Playa Novillero, 30 de mayo de 1915
La barcaza no era tan rápida como le habría gustado, pero su poco calado la convertía en ideal para navegar río arriba hasta Bocas de Camichin, desde donde viajarían por el río hasta el embarcadero Batanga, el punto más cercano a la ciudad. El capitán se levantó de la silla y se acercó a la cubierta. Diego Rivera tenía mala cara. Su rostro, pálido y delgado, contrastaba con su barba negra y poblada, sus ojos saltones parecían hundidos y apagados. Sentado en una silla con los pies apoyados en la baranda miraba al océano.
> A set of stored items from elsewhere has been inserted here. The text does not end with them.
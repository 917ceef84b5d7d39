//! # arena_net
//!
//! Wire protocol and transport between an arena client and the authoritative
//! service.
//!
//! This crate provides:
//!
//! - [`subjects`] — NATS subject hierarchy, namespaced per database.
//! - [`messages`] — player rows, remote actions, and table-change events.
//! - [`codec`] — MessagePack serialisation/deserialisation helpers.
//! - [`connection`] — NATS connection management.
//! - [`transport`] — the [`Transport`] seam and its NATS implementation.
//! - [`loopback`] — an in-process authoritative service for tests and offline runs.
//! - [`error`] — Network-layer error types.

pub mod codec;
pub mod connection;
pub mod error;
pub mod loopback;
pub mod messages;
pub mod subjects;
pub mod transport;

pub use codec::{decode, encode};
pub use connection::NatsConnection;
pub use error::NetError;
pub use loopback::{ACCEPTED_LOG_CAPACITY, LoopbackService};
pub use messages::{CharacterClass, Identity, PlayerRecord, TableEvent};
pub use transport::{EventStream, NatsTransport, Transport};
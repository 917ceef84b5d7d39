//! MessagePack codec helpers.
//!
//! Every payload on an arena subject is MessagePack, encoded through these
//! two functions so failures map onto [`NetError`].

use serde::{Deserialize, Serialize};

use crate::error::NetError;

/// Serialise `value` into a wire payload.
///
/// # Errors
///
/// Returns [`NetError::Encode`] if the value has no MessagePack form.
pub fn encode<T: Serialize>(value: &T) -> Result<Vec<u8>, NetError> {
    rmp_serde::to_vec(value).map_err(NetError::Encode)
}

/// Read a `T` back out of a wire payload, borrowing from `bytes` where the
/// type allows.
///
/// # Errors
///
/// Returns [`NetError::Decode`] for truncated or mistyped payloads.
pub fn decode<'a, T: Deserialize<'a>>(bytes: &'a [u8]) -> Result<T, NetError> {
    rmp_serde::from_slice(bytes).map_err(NetError::Decode)
}

#[cfg(test)]
mod tests {
    use arena_input::ControlState;

    use super::*;
    use crate::messages::ReducerOutcome;

    #[test]
    fn test_control_state_survives_the_wire() {
        let state = ControlState {
            forward: true,
            sprint: true,
            sequence: 42,
            ..ControlState::default()
        };
        let bytes = encode(&state).unwrap();
        let restored: ControlState = decode(&bytes).unwrap();
        assert_eq!(state, restored);
    }

    #[test]
    fn test_decode_invalid_bytes() {
        let result: Result<ReducerOutcome, _> = decode(&[0xFF, 0xFF]);
        assert!(matches!(result, Err(NetError::Decode(_))));
    }
}
//! Input drivers: how the live control state is brought up to date before a
//! tick reads it.

use arena_input::{InputEvent, InputSampler};
use tokio::sync::mpsc;

use crate::prediction::Prediction;

/// Updates the sampler (and, for scripted drivers, the facing) right before
/// the tick samples it. Must not block.
pub trait InputDriver: Send {
    fn sample(&mut self, sampler: &mut InputSampler, prediction: &mut Prediction);
}

/// Drains UI input events delivered over a channel.
///
/// Events are folded in arrival order, so the state at tick time is the
/// latest state, never a queue of transitions.
#[derive(Debug)]
pub struct ChannelInput {
    events: mpsc::UnboundedReceiver<InputEvent>,
}

impl ChannelInput {
    /// Create the driver and the sender the UI layer feeds.
    #[must_use]
    pub fn new() -> (mpsc::UnboundedSender<InputEvent>, Self) {
        let (tx, events) = mpsc::unbounded_channel();
        (tx, Self { events })
    }
}

impl InputDriver for ChannelInput {
    fn sample(&mut self, sampler: &mut InputSampler, prediction: &mut Prediction) {
        let mut turned = false;
        while let Ok(event) = self.events.try_recv() {
            turned |= matches!(event, InputEvent::PointerMoved { .. });
            sampler.apply(&event);
        }
        if turned {
            prediction.face(sampler.view().yaw);
        }
    }
}

#[cfg(test)]
mod tests {
    use arena_input::MovementTuning;

    use super::*;

    #[test]
    fn test_channel_input_folds_pending_events() {
        let (tx, mut driver) = ChannelInput::new();
        let mut sampler = InputSampler::default().with_sensitivity(0.01);
        let mut prediction = Prediction::new(MovementTuning::default(), 2.0);

        tx.send(InputEvent::KeyDown("KeyW".into())).unwrap();
        tx.send(InputEvent::KeyDown("ShiftLeft".into())).unwrap();
        tx.send(InputEvent::KeyUp("ShiftLeft".into())).unwrap();
        tx.send(InputEvent::PointerMoved { dx: -50.0, dy: 0.0 })
            .unwrap();
        driver.sample(&mut sampler, &mut prediction);

        let state = sampler.state();
        assert!(state.forward);
        assert!(!state.sprint);
        assert!((prediction.pose().yaw() - 0.5).abs() < 1e-6);
    }
}
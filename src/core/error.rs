//! Error taxonomy shared by providers, the mapper and the orchestrator.
//!
//! The `Display` text of every variant is the message shown to the user, so
//! the orchestrator can surface any failure with `to_string()`.

use thiserror::Error;

pub type Result<T> = std::result::Result<T, RateError>;

/// Broad classes of failure, independent of the message carried.
#[derive(Debug, Clone, Copy, PartialEq, Eq)]
pub enum ErrorKind {
    NoConnectivity,
    Timeout,
    ServerError,
    ProviderReportedError,
    ArithmeticError,
    AggregateFailure,
    Other,
}

#[derive(Error, Debug, Clone, PartialEq)]
pub enum RateError {
    #[error("No internet connection")]
    NoConnectivity,

    #[error("Request timed out")]
    Timeout,

    /// Non-2xx status without a structured error, or a payload that does not parse.
    #[error("Server error, please try again later")]
    ServerError { status: Option<u16>, detail: String },

    /// Success status, but the expected payload field is missing.
    #[error("Unexpected empty response from server")]
    EmptyResponse,

    #[error("{0}")]
    ProviderReported(String),

    #[error("Rate for {0} not found")]
    RateNotFound(String),

    #[error("{0}")]
    InvalidAmount(String),

    #[error("Failed to fetch historical data")]
    AggregateFailure,

    #[error("{0}")]
    Unexpected(String),
}

impl RateError {
    pub fn kind(&self) -> ErrorKind {
        match self {
            RateError::NoConnectivity => ErrorKind::NoConnectivity,
            RateError::Timeout => ErrorKind::Timeout,
            RateError::ServerError { .. } | RateError::EmptyResponse => ErrorKind::ServerError,
            RateError::ProviderReported(_) => ErrorKind::ProviderReportedError,
            RateError::RateNotFound(_) | RateError::InvalidAmount(_) => {
                ErrorKind::ArithmeticError
            }
            RateError::AggregateFailure => ErrorKind::AggregateFailure,
            RateError::Unexpected(_) => ErrorKind::Other,
        }
    }

    /// Classifies a transport-level failure from the HTTP client.
    pub fn from_transport(err: &reqwest::Error) -> Self {
        if err.is_timeout() {
            RateError::Timeout
        } else if err.is_connect() {
            RateError::NoConnectivity
        } else {
            RateError::Unexpected(format!("Request failed: {err}"))
        }
    }
}
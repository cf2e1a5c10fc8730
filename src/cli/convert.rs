use super::{chart, ui};
use crate::core::ConversionState;
use crate::core::convert::{format_amount, validate_amount};
use crate::core::history::format_rate_time;
use crate::orchestrator::ConversionOrchestrator;
use anyhow::{Result, anyhow, bail};

#[derive(Debug, Clone)]
pub struct ConvertArgs {
    pub amount: String,
    pub from: Option<String>,
    pub to: String,
    /// Print the final state as JSON instead of the rendered view.
    pub json: bool,
}

fn progress_message(state: &ConversionState) -> &'static str {
    match (state.is_loading_conversion, state.is_loading_history) {
        (true, true) => "Fetching rate and history...",
        (true, false) => "Fetching current rate...",
        (false, true) => "Fetching rate history...",
        (false, false) => "Done",
    }
}

fn check_supported(currencies: &[String], code: &str) -> Result<()> {
    if !currencies.is_empty() && !currencies.iter().any(|c| c == code) {
        bail!("Unsupported currency: {code}");
    }
    Ok(())
}

pub async fn run(orchestrator: &ConversionOrchestrator, args: ConvertArgs) -> Result<()> {
    let to = args.to.to_uppercase();

    orchestrator.ready().await;
    let state = orchestrator.snapshot();
    if let Some(message) = state.error_message {
        bail!("Could not load currencies: {message}");
    }

    if let Some(from) = &args.from {
        orchestrator.select_currency_from(&from.to_uppercase());
    }
    let from = orchestrator.snapshot().selected_currency_from;
    check_supported(&state.currencies, &from)?;
    check_supported(&state.currencies, &to)?;

    validate_amount(&args.amount).map_err(|e| anyhow!(e.to_string()))?;
    orchestrator.set_amount_from(&args.amount);

    let pb = ui::new_spinner("Fetching rates...");
    let mut rx = orchestrator.subscribe();
    let watcher_pb = pb.clone();
    let watcher = tokio::spawn(async move {
        while rx.changed().await.is_ok() {
            let message = progress_message(&rx.borrow_and_update());
            watcher_pb.set_message(message);
        }
    });

    let history = orchestrator.select_currency_to(&to);
    orchestrator.convert(&from, &to).await;
    let conversion_error = orchestrator.snapshot().error_message;
    if history.await.is_err() {
        tracing::warn!("History task did not complete");
    }

    watcher.abort();
    pb.finish_and_clear();

    let state = orchestrator.snapshot();
    if state.current_rate.is_none() {
        let message = conversion_error
            .or(state.error_message)
            .unwrap_or_else(|| "Conversion failed".to_string());
        bail!("{message}");
    }

    if args.json {
        println!("{}", serde_json::to_string_pretty(&state)?);
    } else {
        println!("{}", render(&state));
    }
    Ok(())
}

/// Renders a completed conversion, its rate time and history.
pub fn render(state: &ConversionState) -> String {
    let from = &state.selected_currency_from;
    let to = &state.selected_currency_to;
    let amount_from = validate_amount(&state.amount_from)
        .map(format_amount)
        .unwrap_or_else(|_| state.amount_from.clone());

    let mut output = format!(
        "{}\n\n",
        ui::style_text("Currency Calculator", ui::StyleType::Title)
    );
    output.push_str(&format!(
        "{} {} = {} {}\n",
        ui::style_text(&amount_from, ui::StyleType::ResultLabel),
        from,
        ui::style_text(&state.amount_to, ui::StyleType::ResultValue),
        to
    ));

    if let Some(rate) = state.current_rate {
        output.push_str(&format!("1 {from} = {rate:.4} {to}\n"));
    }
    if let Some(timestamp) = state.rate_timestamp {
        output.push_str(&ui::style_text(
            &format!("Mid-market exchange rate at {}", format_rate_time(timestamp)),
            ui::StyleType::Subtle,
        ));
        output.push('\n');
    }

    if !state.history_points.is_empty() {
        output.push('\n');
        output.push_str(&chart::render(&state.history_points, from, to));
        output.push('\n');
    }

    if let Some(message) = &state.error_message {
        output.push('\n');
        output.push_str(&ui::style_text(message, ui::StyleType::Error));
        output.push('\n');
    }

    output
}
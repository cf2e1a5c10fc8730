use comfy_table::modifiers::UTF8_ROUND_CORNERS;
use comfy_table::presets::UTF8_FULL;
use comfy_table::{Attribute, Cell, CellAlignment, Color, ContentArrangement, Table};
use console::style;
use indicatif::{ProgressBar, ProgressStyle};
use std::time::Duration;

/// Defines different styles for text elements.
pub enum StyleType {
    Title,
    ResultLabel,
    ResultValue,
    Error,
    Subtle,
}

/// Applies a consistent style to a string.
pub fn style_text(text: &str, style_type: StyleType) -> String {
    let styled = match style_type {
        StyleType::Title => style(text).bold().underlined(),
        StyleType::ResultLabel => style(text).bold(),
        StyleType::ResultValue => style(text).green().bold(),
        StyleType::Error => style(text).red(),
        StyleType::Subtle => style(text).dim(),
    };
    styled.to_string()
}

/// Creates a new `comfy_table::Table` with standard styling.
pub fn new_styled_table() -> Table {
    let mut table = Table::new();
    table
        .load_preset(UTF8_FULL)
        .apply_modifier(UTF8_ROUND_CORNERS)
        .set_content_arrangement(ContentArrangement::Dynamic);
    table
}

/// Creates a styled header cell for a table.
pub fn header_cell(text: &str) -> Cell {
    Cell::new(text)
        .fg(Color::Cyan)
        .add_attribute(Attribute::Bold)
}

/// Right-aligned numeric cell.
pub fn number_cell(text: String) -> Cell {
    Cell::new(text).set_alignment(CellAlignment::Right)
}

/// Creates a cell for a rate change with color coding.
pub fn change_cell(change: f64) -> Cell {
    let text = format!("{change:+.2}%");
    let color = if change >= 0.0 { Color::Green } else { Color::Red };
    Cell::new(text).fg(color).set_alignment(CellAlignment::Right)
}

/// Creates a ticking spinner with a message.
pub fn new_spinner(message: &str) -> ProgressBar {
    let pb = ProgressBar::new_spinner();
    pb.set_style(
        ProgressStyle::default_spinner()
            .template("{spinner:.green} {msg} [{elapsed_precise}]")
            .unwrap_or_else(|_| ProgressStyle::default_spinner()),
    );
    pb.set_message(message.to_string());
    pb.enable_steady_tick(Duration::from_millis(100));
    pb
}
pub mod fixer;
pub mod http;
pub mod open_exchange;

use crate::core::RateProvider;
use crate::core::config::{AppConfig, ProviderKind};
use anyhow::{Context, Result};
use std::sync::Arc;
use tracing::debug;

/// Builds the provider selected in `config`.
pub fn from_config(config: &AppConfig) -> Result<Arc<dyn RateProvider>> {
    let timeout = config.timeout();
    debug!(provider = ?config.provider, ?timeout, "Building rate provider");

    let provider: Arc<dyn RateProvider> = match config.provider {
        ProviderKind::Fixer => {
            let fixer = config
                .providers
                .fixer
                .as_ref()
                .context("Provider 'fixer' selected but providers.fixer is not configured")?;
            Arc::new(fixer::FixerProvider::new(
                &fixer.base_url,
                &fixer.access_key,
                timeout,
            )?)
        }
        ProviderKind::OpenExchange => {
            let oxr = config.providers.open_exchange.as_ref().context(
                "Provider 'open_exchange' selected but providers.open_exchange is not configured",
            )?;
            Arc::new(open_exchange::OpenExchangeProvider::new(
                &oxr.base_url,
                &oxr.app_id,
                timeout,
            )?)
        }
    };
    Ok(provider)
}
—¿Qué hace? —preguntó bruscamente el capitán Ulises Brul.
—Pinto.
—¿Pinta? No le veo papel ni lápiz.
—En mi mente. Los pintores dibujamos nuestro primer esbozo en la mente. Si algún día lograra llevar los dibujos de mi mente al papel, sería el más feliz de los hombres.
—Me parece extraño.
—La imaginación es el refugio del alma. Nunca había visto el océano Pacífico. Yo me he criado cerca del mar Caribe, el Pacífico era poco más que un mito para mí, pero en este lado de México el color y la luz cambian. ¿No lo percibe?
Ulises miró el cielo azul, las olas blancas sobre el agua turquesa y no entendió nada.
—Para mí este océano es el obstáculo que me separa de mi objetivo —contestó secamente el capitán.
—El camino es lo importante, capitán, no lo olvide. Nunca llegamos a la meta, el día que lo hagamos estaremos muertos.
—Los artistas están locos. Claro que llegaré a la meta y conseguiré el premio, se lo aseguro, aunque tenga que teñir este océano de sangre.